9. Financial instruments
All derivatives are categorised as Level 2 under the
requirements of IFRS 7 as they are valued using techniques based
significantly on observed market data.
The directors consider that the fair values of each category of
the Group's financial instruments are the same as their carrying
values in the Group's balance sheet.
10. Seasonality of operations
The Group's business is subject to sales order peaks due to the
effects of promotional periods and, historically, a significant
proportion of its annual revenue has been derived from orders
generated during specific promotional periods. Promotional periods
are generally aligned with periods over which consumers seek to
make more purchases.
The Group's most important trading periods in terms of order
volumes have historically been in the promotional periods during
the post-Christmas winter sale, Easter, the pre-Christmas
guaranteed delivery period, and other public bank holidays.
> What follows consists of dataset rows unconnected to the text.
use serde::{Deserialize, Serialize};

/// Uniform result of a form-backed workflow: a user-facing message plus a
/// success flag. Validation, not-found, and store failures are all folded
/// into this shape so no internal detail leaks to the browser; the only
/// workflow error surfaced at the transport layer is an unauthenticated
/// admin call.
#[derive(Debug, Clone, PartialEq, Eq, Serialize, Deserialize)]
pub struct ActionOutcome {
    pub message: String,
    pub success: bool,
}

impl ActionOutcome {
    pub fn ok(message: impl Into<String>) -> Self {
        Self {
            message: message.into(),
            success: true,
        }
    }

    pub fn fail(message: impl Into<String>) -> Self {
        Self {
            message: message.into(),
            success: false,
        }
    }
}
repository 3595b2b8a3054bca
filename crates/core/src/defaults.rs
//! Recognized options and fallback values for the admin class form.
//!
//! Numeric fields on the add/edit class form are deliberately lenient: an
//! absent or unparseable value falls back to a named default instead of
//! rejecting the submission. The defaults live here as one configuration
//! table so they are independently testable rather than inline magic numbers.

use crate::money;

/// Duration choices offered by the admin form, in minutes.
pub const DURATION_OPTIONS_MINUTES: [i32; 3] = [30, 45, 60];

pub const DEFAULT_DURATION_MINUTES: i32 = 60;
pub const DEFAULT_CAPACITY: i32 = 12;
/// $35.00 in minor units.
pub const DEFAULT_PRICE_CENTS: i32 = 3500;

pub fn is_recognized_duration(minutes: i32) -> bool {
    DURATION_OPTIONS_MINUTES.contains(&minutes)
}

/// Parses a duration field, falling back to [`DEFAULT_DURATION_MINUTES`] when
/// the value is absent, unparseable, or not positive.
pub fn duration_or_default(input: Option<&str>) -> i32 {
    parse_positive_int(input).unwrap_or(DEFAULT_DURATION_MINUTES)
}

pub fn capacity_or_default(input: Option<&str>) -> i32 {
    parse_positive_int(input).unwrap_or(DEFAULT_CAPACITY)
}

/// Parses a major-units price field ("35.00") into cents, rounding to the
/// nearest cent. Absent, unparseable, or negative input falls back to
/// [`DEFAULT_PRICE_CENTS`].
pub fn price_cents_or_default(input: Option<&str>) -> i32 {
    input
        .and_then(|raw| raw.trim().parse::<f64>().ok())
        .filter(|dollars| *dollars >= 0.0 && dollars.is_finite())
        .map(money::dollars_to_cents)
        .unwrap_or(DEFAULT_PRICE_CENTS)
}

fn parse_positive_int(input: Option<&str>) -> Option<i32> {
    input
        .and_then(|raw| raw.trim().parse::<i32>().ok())
        .filter(|value| *value > 0)
}
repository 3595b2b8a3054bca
pub mod repositories;
pub mod admin;
pub mod booking;
pub mod class;
pub mod outcome;
pub mod signup;
use eyre::Result;
use sqlx::{Pool, Postgres};
use uuid::Uuid;

/// Postgres unique-violation SQLSTATE.
const UNIQUE_VIOLATION: &str = "23505";

#[derive(Debug, Clone, Copy, PartialEq, Eq)]
pub enum SignupInsert {
    Inserted,
    /// The address is already on the list; treated as success, not an error.
    AlreadySubscribed,
}

pub async fn insert_signup(pool: &Pool<Postgres>, email: &str) -> Result<SignupInsert> {
    let id = Uuid::new_v4();

    let result = sqlx::query("INSERT INTO email_signups (id, email) VALUES ($1, $2)")
        .bind(id)
        .bind(email)
        .execute(pool)
        .await;

    match result {
        Ok(_) => Ok(SignupInsert::Inserted),
        Err(sqlx::Error::Database(db_err))
            if db_err.code().as_deref() == Some(UNIQUE_VIOLATION) =>
        {
            tracing::debug!("Signup already on the list: {}", email);
            Ok(SignupInsert::AlreadySubscribed)
        }
        Err(err) => Err(err.into()),
    }
}

pub async fn count_subscribers(pool: &Pool<Postgres>) -> Result<i64> {
    let count = sqlx::query_scalar::<_, i64>("SELECT COUNT(*) FROM email_signups")
        .fetch_one(pool)
        .await?;

    Ok(count)
}

pub async fn list_subscriber_emails(pool: &Pool<Postgres>) -> Result<Vec<String>> {
    let emails =
        sqlx::query_scalar::<_, String>("SELECT email FROM email_signups ORDER BY created_at ASC")
            .fetch_all(pool)
            .await?;

    Ok(emails)
}
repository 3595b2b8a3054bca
pub mod auth;
pub mod error_handling;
These
increases in its order volumes (as opposed to its revenue, which is
recognised upon completion of delivery, typically between three and
12 weeks after orders are placed) have generally been influenced,
inter alia, by increases in the Group's spending on marketing and
promotions in the period immediately prior to, and during, these
promotional periods.
As a result of this seasonality of operations the results for
the first half of the financial year have typically been smaller
than the second half. However, the coronavirus pandemic has
resulted in a significant change to expected trading patterns as
the impact of showroom closures during lockdown periods and
subsequent surges in customer demand have materially altered the
phasing of order intake and subsequent revenue recognition.
11. Capital expenditure
Property, Right of Intangible
plant use
and equipment asset assets
GBPm GBPm GBPm
========================================== ============= ======== ==========
Net book value as at 29 June 2020 74.1 384.5 532.5
Additions 6.3 6.1 4.1
Remeasurements - 9.5 -
Disposals (0.8) (3.2) (0.4)
Depreciation, amortisation and impairment (9.8) (29.1) (3.6)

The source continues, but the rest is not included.